[What you are asked to do]: All lines in the entries below that hold "attributes" make up the answer.

[Stored data entries]:

// SOAP envelope construction and parsing for the AXL service.
//
// Requests are built by hand: the payload is small, the shape is rigid,
// and only the operation element is namespace-qualified (the AXL schema
// declares elementFormDefault="unqualified", so children stay bare).
// Responses are parsed with a streaming quick-xml reader into the
// AxlValue tree; prefixes vary between CUCM releases, so matching is on
// local names throughout.

use quick_xml::Reader;
use quick_xml::events::{BytesStart, Event};

use crate::auth::SchemaVersion;
use crate::error::Error;
use crate::value::{AxlRecord, AxlValue, FkRef, format_uuid, parse_uuid};

const SOAP_ENV_NS: &str = "http://schemas.xmlsoap.org/soap/envelope/";

// ── Request construction ─────────────────────────────────────────────

/// Render a complete request envelope for one AXL operation.
pub(crate) fn request_envelope(
    version: SchemaVersion,
    operation: &str,
    body: &AxlRecord,
) -> String {
    let mut out = String::with_capacity(512);
    out.push_str("<?xml version=\"1.0\" encoding=\"UTF-8\"?>");
    out.push_str("<soapenv:Envelope xmlns:soapenv=\"");
    out.push_str(SOAP_ENV_NS);
    out.push_str("\" xmlns:axl=\"");
    out.push_str(&version.namespace());
    out.push_str("\"><soapenv:Header/><soapenv:Body><axl:");
    out.push_str(operation);
    out.push('>');
    for (name, value) in body {
        write_value(&mut out, name, value);
    }
    out.push_str("</axl:");
    out.push_str(operation);
    out.push_str("></soapenv:Body></soapenv:Envelope>");
    out
}

fn write_value(out: &mut String, name: &str, value: &AxlValue) {
    match value {
        AxlValue::Empty => {
            out.push('<');
            out.push_str(name);
            out.push_str("/>");
        }
        AxlValue::Text(text) => {
            out.push('<');
            out.push_str(name);
            out.push('>');
            escape_into(out, text);
            close(out, name);
        }
        AxlValue::Fk(fk) => {
            out.push('<');
            out.push_str(name);
            if let Some(uuid) = fk.uuid {
                out.push_str(" uuid=\"");
                out.push_str(&format_uuid(uuid));
                out.push('"');
            }
            match &fk.name {
                Some(text) => {
                    out.push('>');
                    escape_into(out, text);
                    close(out, name);
                }
                None => out.push_str("/>"),
            }
        }
        AxlValue::Node(record) => {
            out.push('<');
            out.push_str(name);
            if let Some(uuid) = record.uuid {
                out.push_str(" uuid=\"");
                out.push_str(&format_uuid(uuid));
                out.push('"');
            }
            if record.is_empty() {
                out.push_str("/>");
            } else {
                out.push('>');
                for (child, value) in record {
                    write_value(out, child, value);
                }
                close(out, name);
            }
        }
        // A list is the same element repeated; an empty list writes nothing.
        AxlValue::List(items) => {
            for item in items {
                write_value(out, name, item);
            }
        }
    }
}

fn close(out: &mut String, name: &str) {
    out.push_str("</");
    out.push_str(name);
    out.push('>');
}

fn escape_into(out: &mut String, text: &str) {
    for c in text.chars() {
        match c {
            '&' => out.push_str("&amp;"),
            '<' => out.push_str("&lt;"),
            '>' => out.push_str("&gt;"),
            '"' => out.push_str("&quot;"),
            '\'' => out.push_str("&apos;"),
            _ => out.push(c),
        }
    }
}

// ── Response parsing ─────────────────────────────────────────────────

/// Parse a response body: unwrap `Envelope/Body/{op}Response/return` into
/// an [`AxlValue`], or surface `Envelope/Body/Fault` as [`Error::Fault`].
pub(crate) fn parse_response(body: &str) -> Result<AxlValue, Error> {
    parse_inner(body).map_err(|kind| match kind {
        ParseOutcome::Fault(err) => err,
        ParseOutcome::Malformed(message) => Error::Envelope {
            message,
            body: body.to_owned(),
        },
    })
}

enum ParseOutcome {
    Fault(Error),
    Malformed(String),
}

fn parse_inner(body: &str) -> Result<AxlValue, ParseOutcome> {
    let mut reader = Reader::from_str(body);
    reader.config_mut().trim_text(true);

    let mut in_body = false;
    loop {
        match reader.read_event().map_err(xml_err)? {
            Event::Start(e) => {
                let name = local_name(&e);
                if !in_body {
                    if name == "Body" {
                        in_body = true;
                    }
                    continue;
                }
                if name == "Fault" {
                    return Err(ParseOutcome::Fault(read_fault(&mut reader, &e)?));
                }
                if name.ends_with("Response") {
                    return read_return(&mut reader);
                }
                return Err(ParseOutcome::Malformed(format!(
                    "unexpected element <{name}> in SOAP body"
                )));
            }
            Event::Empty(e) => {
                if in_body && local_name(&e).ends_with("Response") {
                    return Ok(AxlValue::Empty);
                }
            }
            Event::Eof => {
                return Err(ParseOutcome::Malformed("truncated SOAP envelope".into()));
            }
            _ => {}
        }
    }
}

/// Consume the children of `{op}Response`, returning the parsed `<return>`
/// content. An absent `<return>` is an empty result, not an error.
fn read_return(reader: &mut Reader<&[u8]>) -> Result<AxlValue, ParseOutcome> {
    let mut depth = 0usize;
    let mut result = AxlValue::Empty;
    loop {
        match reader.read_event().map_err(xml_err)? {
            Event::Start(e) => {
                if depth == 0 && local_name(&e) == "return" {
                    result = read_element(reader, &e)?;
                } else {
                    depth += 1;
                }
            }
            Event::End(_) => {
                if depth == 0 {
                    return Ok(result);
                }
                depth -= 1;
            }
            Event::Eof => {
                return Err(ParseOutcome::Malformed("truncated SOAP envelope".into()));
            }
            _ => {}
        }
    }
}

/// Recursively read one element's subtree into an [`AxlValue`].
///
/// The caller has consumed the `Start` event; this consumes through the
/// matching `End`. Classification: children make a `Node`, a uuid
/// attribute without children makes an `Fk`, bare text makes `Text`, and
/// nothing (or `xsi:nil`) makes `Empty`.
fn read_element(
    reader: &mut Reader<&[u8]>,
    start: &BytesStart<'_>,
) -> Result<AxlValue, ParseOutcome> {
    let uuid_attr = attr_uuid(start);
    let nil = attr_nil(start);
    let mut text = String::new();
    let mut record = AxlRecord::new();

    loop {
        match reader.read_event().map_err(xml_err)? {
            Event::Start(e) => {
                let name = local_name(&e);
                let value = read_element(reader, &e)?;
                record.push(name, value);
            }
            Event::Empty(e) => {
                let name = local_name(&e);
                record.push(name, empty_element_value(&e));
            }
            Event::Text(t) => {
                text.push_str(&t.unescape().map_err(xml_err)?);
            }
            Event::CData(t) => {
                text.push_str(&String::from_utf8_lossy(t.into_inner().as_ref()));
            }
            Event::End(_) => break,
            Event::Eof => {
                return Err(ParseOutcome::Malformed("truncated SOAP envelope".into()));
            }
            _ => {}
        }
    }

    if !record.is_empty() {
        record.uuid = uuid_attr;
        return Ok(AxlValue::Node(record));
    }
    if let Some(uuid) = uuid_attr {
        let name = if text.is_empty() { None } else { Some(text) };
        return Ok(AxlValue::Fk(FkRef { uuid: Some(uuid), name }));
    }
    if nil || text.is_empty() {
        return Ok(AxlValue::Empty);
    }
    Ok(AxlValue::Text(text))
}

fn empty_element_value(e: &BytesStart<'_>) -> AxlValue {
    match attr_uuid(e) {
        Some(uuid) => AxlValue::Fk(FkRef { uuid: Some(uuid), name: None }),
        None => AxlValue::Empty,
    }
}

/// Read the `Fault` subtree into the typed fault error, preferring the
/// `detail/axlError` fields over the generic `faultstring`.
fn read_fault(
    reader: &mut Reader<&[u8]>,
    start: &BytesStart<'_>,
) -> Result<Error, ParseOutcome> {
    let Some(fault) = read_element(reader, start)?.as_node().cloned() else {
        return Ok(Error::Fault {
            code: None,
            message: "unspecified SOAP fault".to_owned(),
            request: None,
        });
    };

    let axl_error = fault.node("detail").and_then(|d| d.node("axlError"));
    let code = axl_error
        .and_then(|d| d.text("axlcode"))
        .and_then(|c| c.parse().ok());
    let request = axl_error
        .and_then(|d| d.text("request"))
        .map(str::to_owned);
    let message = axl_error
        .and_then(|d| d.text("axlmessage"))
        .or_else(|| fault.text("faultstring"))
        .unwrap_or("unspecified SOAP fault")
        .to_owned();

    Ok(Error::Fault { code, message, request })
}

// ── Event helpers ────────────────────────────────────────────────────

fn local_name(e: &BytesStart<'_>) -> String {
    String::from_utf8_lossy(e.local_name().as_ref()).into_owned()
}

fn attr_uuid(e: &BytesStart<'_>) -> Option<uuid::Uuid> {
    for attr in e.attributes().flatten() {
        if attr.key.local_name().as_ref() == b"uuid" {
            if let Ok(value) = attr.unescape_value() {
                return parse_uuid(&value);
            }
        }
    }
    None
}

fn attr_nil(e: &BytesStart<'_>) -> bool {
    e.attributes().flatten().any(|attr| {
        attr.key.local_name().as_ref() == b"nil"
            && matches!(attr.unescape_value().as_deref(), Ok("true" | "1"))
    })
}

fn xml_err(e: quick_xml::Error) -> ParseOutcome {
    ParseOutcome::Malformed(format!("XML parse error: {e}"))
}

[Task response]:
    for attr in e.attributes().flatten() {
    e.attributes().flatten().any(|attr| {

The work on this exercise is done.